Когда во время первой мировой, в Цюрихе, его вызвали в немецкое консульство, Арп, — как он сам позже признавал, несколько разволновавшись, — останавливается по дороге перед портретом Гинденбурга, чтобы перекреститься. Позже, на предложение психиатра написать свою дату рождения, он без остановки повторяет ее столбцом до самого низа страницы, после чего проводит горизонтальную черту и, нимало не заботясь о верности результата, пишет многозначную сумму.
улитка так гордится
своим античным шлемом золотым
и кожица ее спокойно
слушает смех травы
но слизистые ружья начеку
в важно распахнутых крыльях орла — пустота
его вымя распирают молнии
усы у льва стремятся вверх,
как стрелы древнего собора
а туфли стерты и в пыли
точь-в-точь сегодняшний солдат
бегущий после поражения луны
лангуст спускается по мачте
меняет трость на жезл туземца
заполучив ее, он вновь ползет
вверх по древесному стволу
муха с жужжащим взглядом
ласкает хоботком непокорный фонтан
корова бередит бересту
затерянную в книге плоти
и ее каждая ворсинка
не тяжелее, чем пылинка
у змеи мурашки по спине
слегка покалывают в низинке любви
так, где колотятся пронзенные стрелой сердца
покрытая соломой бабочка
на сеновале стала папакрытой бабочкой
а коли папакрыта, бабочке
недалеко до папакрытой бабушки
соловей, брат сфинкса
утоляет желудки сердца мозги потроха
ну то есть лилии розы гвоздики и сирень
у блохи обычно правая нога
закинута за левое ухо
а левая рука
пришита к правому боку
и прыгает она как правило на левой ноге
кувыркаясь через правое ухо
АЛЬБЕРТО САВИНИО
(1891-1952)
Истоки всей современной мифологии, пусть еще только нарождающейся и не всегда четко различимой, следует искать в произведениях двух братьев, Альберто Савинио и Джорджо де Кирико — произведениях, родственных по духу и достигающих наивысшей выразительности накануне войны 1914 года. Все возможности изображения и письма брошены ими на создание собственного языка — богатого значениями, чистого и точного, в полный голос заявляющего о своем стремлении максимально верно отразить ту реальность, которая отличает наше время (художник, приносящий себя в жертву эпохе), и ответить на те вопросы, которые оказываются для этого времени важными (поразительно, насколько сопоставление предметов новых, которыми эта эпоха вынуждена пользоваться, и старых, отброшенных ею или попросту забытых, усиливает чувство нашей общей обреченности).
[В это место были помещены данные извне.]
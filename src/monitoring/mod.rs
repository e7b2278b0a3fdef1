/*!
 * Monitoring
 * Tracing initialization and report spans
 */

mod tracer;

pub use tracer::{init_tracing, span_report, ReportSpan, TRACE_JSON_ENV};
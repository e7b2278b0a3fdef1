/*!
 * Kernel Log Sink
 * Destination for stall dump lines
 */

use std::fmt;
use tracing::warn;

/// Target used for stall dump events
pub const STALL_TARGET: &str = "uring::stall";

/// Append-only line log (`pr_warn`)
///
/// Each call is one complete line without the trailing newline.
pub trait KernelLog {
    fn log(&mut self, line: fmt::Arguments<'_>);
}

/// Emits every line as a `warn!` event on [`STALL_TARGET`]
#[derive(Debug, Default, Clone, Copy)]
pub struct TracingLog;

impl KernelLog for TracingLog {
    fn log(&mut self, line: fmt::Arguments<'_>) {
        warn!(target: STALL_TARGET, "{}", line);
    }
}

/// Collects lines in memory
impl KernelLog for Vec<String> {
    fn log(&mut self, line: fmt::Arguments<'_>) {
        self.push(line.to_string());
    }
}

impl<L: KernelLog + ?Sized> KernelLog for &mut L {
    fn log(&mut self, line: fmt::Arguments<'_>) {
        (**self).log(line);
    }
}
//! Execution backends for partition subtasks.
//!
//! A backend accepts a [`Subtask`], runs it somewhere and resolves the
//! returned [`SubtaskHandle`] with the partition's trained model. Two
//! backends ship with the crate:
//!
//! - [`LocalBackend`]: runs subtasks on the blocking thread pool, no pool
//!   accounting
//! - [`PoolBackend`]: leases a node from the [`WorkerPool`] per subtask

use std::collections::HashMap;
use std::future::Future;
use std::pin::Pin;
use std::sync::atomic::{AtomicBool, Ordering};
use std::sync::Arc;
use std::task::{Context, Poll};

use async_trait::async_trait;
use tokio::sync::{mpsc, oneshot, Mutex};
use tokio_util::sync::CancellationToken;
use tracing::{debug, warn};

use crate::error::TrainingError;
use crate::pipeline::{fit_partition, LinearModel, ModelTrainer, Split, TrainParams};

use super::worker_pool::{PoolStatus, Resources, WorkerNode, WorkerPool};

/// Per-epoch progress of one partition.
#[derive(Debug, Clone, Copy, PartialEq)]
pub struct EpochReport {
    pub partition: usize,
    pub epoch: usize,
    pub validation_loss: f64,
}

/// One unit of distributed work: train a model on one partition.
#[derive(Clone)]
pub struct Subtask {
    /// Id of the owning training task, used for cancellation.
    pub task_id: String,
    pub subtask_id: String,
    pub partition: usize,
    pub attempt: u32,
    pub train: Arc<Split>,
    pub validation: Arc<Split>,
    pub init: LinearModel,
    pub params: TrainParams,
    pub trainer: Arc<dyn ModelTrainer>,
    pub resources: Resources,
    /// Workers this attempt must not run on.
    pub exclude_workers: Vec<String>,
    pub progress: mpsc::UnboundedSender<EpochReport>,
    pub cancel: CancellationToken,
}

impl std::fmt::Debug for Subtask {
    fn fmt(&self, f: &mut std::fmt::Formatter<'_>) -> std::fmt::Result {
        f.debug_struct("Subtask")
            .field("task_id", &self.task_id)
            .field("subtask_id", &self.subtask_id)
            .field("partition", &self.partition)
            .field("attempt", &self.attempt)
            .field("rows", &self.train.len())
            .finish()
    }
}

/// Result of a finished subtask.
#[derive(Debug, Clone)]
pub struct PartialModel {
    pub partition: usize,
    pub worker_id: String,
    pub model: LinearModel,
    pub rows: usize,
    pub validation_loss: f64,
}

/// Future of a submitted subtask.
#[derive(Debug)]
pub struct SubtaskHandle {
    pub subtask_id: String,
    pub partition: usize,
    pub worker_id: String,
    rx: oneshot::Receiver<Result<PartialModel, TrainingError>>,
}

impl SubtaskHandle {
    pub fn new(
        subtask_id: String,
        partition: usize,
        worker_id: String,
        rx: oneshot::Receiver<Result<PartialModel, TrainingError>>,
    ) -> Self {
        Self {
            subtask_id,
            partition,
            worker_id,
            rx,
        }
    }
}

impl Future for SubtaskHandle {
    type Output = Result<PartialModel, TrainingError>;

    fn poll(mut self: Pin<&mut Self>, cx: &mut Context<'_>) -> Poll<Self::Output> {
        let worker_id = self.worker_id.clone();
        Pin::new(&mut self.rx).poll(cx).map(|result| {
            result.unwrap_or_else(|_| {
                Err(TrainingError::WorkerUnavailable(format!(
                    "worker {} dropped the subtask",
                    worker_id
                )))
            })
        })
    }
}

/// Where partition subtasks run.
#[async_trait]
pub trait DistributedBackend: Send + Sync {
    fn name(&self) -> &'static str;

    /// Starts a subtask. The handle resolves when it finishes.
    async fn submit(&self, subtask: Subtask) -> Result<SubtaskHandle, TrainingError>;

    /// Cancels every in-flight subtask of `task_id`.
    async fn cancel(&self, task_id: &str);

    async fn pool_status(&self) -> PoolStatus;
}

/// Tracks subtask cancellation tokens per owning task.
#[derive(Default)]
struct ActiveSubtasks {
    tokens: Mutex<HashMap<String, HashMap<String, CancellationToken>>>,
}

impl ActiveSubtasks {
    async fn register(&self, task_id: &str, subtask_id: &str, token: CancellationToken) {
        self.tokens
            .lock()
            .await
            .entry(task_id.to_string())
            .or_default()
            .insert(subtask_id.to_string(), token);
    }

    async fn finish(&self, task_id: &str, subtask_id: &str) {
        let mut tokens = self.tokens.lock().await;
        if let Some(subtasks) = tokens.get_mut(task_id) {
            subtasks.remove(subtask_id);
            if subtasks.is_empty() {
                tokens.remove(task_id);
            }
        }
    }

    async fn cancel(&self, task_id: &str) -> usize {
        let tokens = self.tokens.lock().await;
        match tokens.get(task_id) {
            Some(subtasks) => {
                for token in subtasks.values() {
                    token.cancel();
                }
                subtasks.len()
            }
            None => 0,
        }
    }
}

/// Runs the partition fit on the blocking pool, checking cancellation and
/// worker reachability between epochs.
async fn run_partition(
    subtask: Subtask,
    worker_id: String,
    reachable: Option<Arc<AtomicBool>>,
) -> Result<PartialModel, TrainingError> {
    let Subtask {
        partition,
        train,
        validation,
        init,
        params,
        trainer,
        progress,
        cancel,
        subtask_id,
        ..
    } = subtask;
    let worker = worker_id.clone();

    let joined = tokio::task::spawn_blocking(move || {
        let mut lost_worker = false;
        let result = fit_partition(
            trainer.as_ref(),
            init,
            &train,
            &validation,
            &params,
            |epoch, validation_loss| {
                if reachable
                    .as_ref()
                    .is_some_and(|flag| !flag.load(Ordering::SeqCst))
                {
                    lost_worker = true;
                    return false;
                }
                if cancel.is_cancelled() {
                    return false;
                }
                let _ = progress.send(EpochReport {
                    partition,
                    epoch,
                    validation_loss,
                });
                true
            },
        );
        match result {
            Err(TrainingError::Cancelled(_)) if lost_worker => Err(
                TrainingError::WorkerUnavailable(format!("worker {} became unreachable", worker)),
            ),
            Ok(model) => {
                let validation_loss = model.loss(&validation);
                Ok(PartialModel {
                    partition,
                    worker_id: worker,
                    model,
                    rows: train.len(),
                    validation_loss,
                })
            }
            Err(e) => Err(e),
        }
    })
    .await;

    joined.unwrap_or_else(|e| {
        warn!(subtask_id = %subtask_id, worker_id = %worker_id, error = %e, "Subtask panicked");
        Err(TrainingError::WorkerUnavailable(format!(
            "worker {} crashed: {}",
            worker_id, e
        )))
    })
}

/// Single-process backend. Every subtask starts immediately on the blocking
/// thread pool under the pseudo worker `local`.
#[derive(Default)]
pub struct LocalBackend {
    active: Arc<ActiveSubtasks>,
}

impl LocalBackend {
    pub fn new() -> Self {
        Self::default()
    }
}

#[async_trait]
impl DistributedBackend for LocalBackend {
    fn name(&self) -> &'static str {
        "local"
    }

    async fn submit(&self, subtask: Subtask) -> Result<SubtaskHandle, TrainingError> {
        let (tx, rx) = oneshot::channel();
        let task_id = subtask.task_id.clone();
        let subtask_id = subtask.subtask_id.clone();
        let partition = subtask.partition;
        self.active
            .register(&task_id, &subtask_id, subtask.cancel.clone())
            .await;

        let active = Arc::clone(&self.active);
        let sub_id = subtask_id.clone();
        tokio::spawn(async move {
            let result = run_partition(subtask, "local".to_string(), None).await;
            active.finish(&task_id, &sub_id).await;
            let _ = tx.send(result);
        });
        Ok(SubtaskHandle::new(subtask_id, partition, "local".to_string(), rx))
    }

    async fn cancel(&self, task_id: &str) {
        self.active.cancel(task_id).await;
    }

    async fn pool_status(&self) -> PoolStatus {
        PoolStatus::from_nodes(vec![WorkerNode::new("local", Resources::default())])
    }
}

/// Backend that leases a [`WorkerPool`] node for each subtask.
pub struct PoolBackend {
    pool: Arc<WorkerPool>,
    active: Arc<ActiveSubtasks>,
}

impl PoolBackend {
    pub fn new(pool: Arc<WorkerPool>) -> Self {
        Self {
            pool,
            active: Arc::new(ActiveSubtasks::default()),
        }
    }

    pub fn pool(&self) -> &Arc<WorkerPool> {
        &self.pool
    }
}

#[async_trait]
impl DistributedBackend for PoolBackend {
    fn name(&self) -> &'static str {
        "pool"
    }

    async fn submit(&self, subtask: Subtask) -> Result<SubtaskHandle, TrainingError> {
        let lease = self
            .pool
            .acquire(
                &subtask.subtask_id,
                subtask.resources,
                &subtask.exclude_workers,
                &subtask.cancel,
            )
            .await?;

        let (tx, rx) = oneshot::channel();
        let worker_id = lease.worker_id.clone();
        let task_id = subtask.task_id.clone();
        let subtask_id = subtask.subtask_id.clone();
        let partition = subtask.partition;
        self.active
            .register(&task_id, &subtask_id, subtask.cancel.clone())
            .await;

        debug!(
            task_id = %task_id,
            subtask_id = %subtask_id,
            worker_id = %worker_id,
            attempt = subtask.attempt,
            "Subtask dispatched"
        );

        let pool = Arc::clone(&self.pool);
        let active = Arc::clone(&self.active);
        let reachable = lease.reachability();
        let worker = worker_id.clone();
        let sub_id = subtask_id.clone();
        tokio::spawn(async move {
            let result = run_partition(subtask, worker, Some(reachable)).await;
            pool.release(lease, result.is_ok()).await;
            active.finish(&task_id, &sub_id).await;
            let _ = tx.send(result);
        });

        Ok(SubtaskHandle::new(subtask_id, partition, worker_id, rx))
    }

    async fn cancel(&self, task_id: &str) {
        let cancelled = self.active.cancel(task_id).await;
        if cancelled > 0 {
            debug!(task_id = %task_id, subtasks = cancelled, "Cancelled subtasks");
        }
    }

    async fn pool_status(&self) -> PoolStatus {
        self.pool.status().await
    }
}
«Тенденцию, которой суждено в настоящий момент возобладать надо всеми остальными, — пишет Савинио в 1914 г., — отличает прежде всего строгость форм при отсутствии какой бы то ни было пышности, а также материальное воплощение вдохновляющей ее метафизики, исключающее всякую двусмысленность... Ушли прочь те времена, когда всем заправляла абстракция — наша эпоха призвана исторгнуть из самой природы вещей полную таблицу их метафизических элементов. Сама идея метафизики, воспринимавшаяся до сих пор лишь как отвлеченная характеристика, становится теперь смыслом произведения. Нам предстоит огромная работа по всеобъемлющему освоению всего того, что формирует изнутри[32] любого думающего и не потерявшего способность чувствовать человека».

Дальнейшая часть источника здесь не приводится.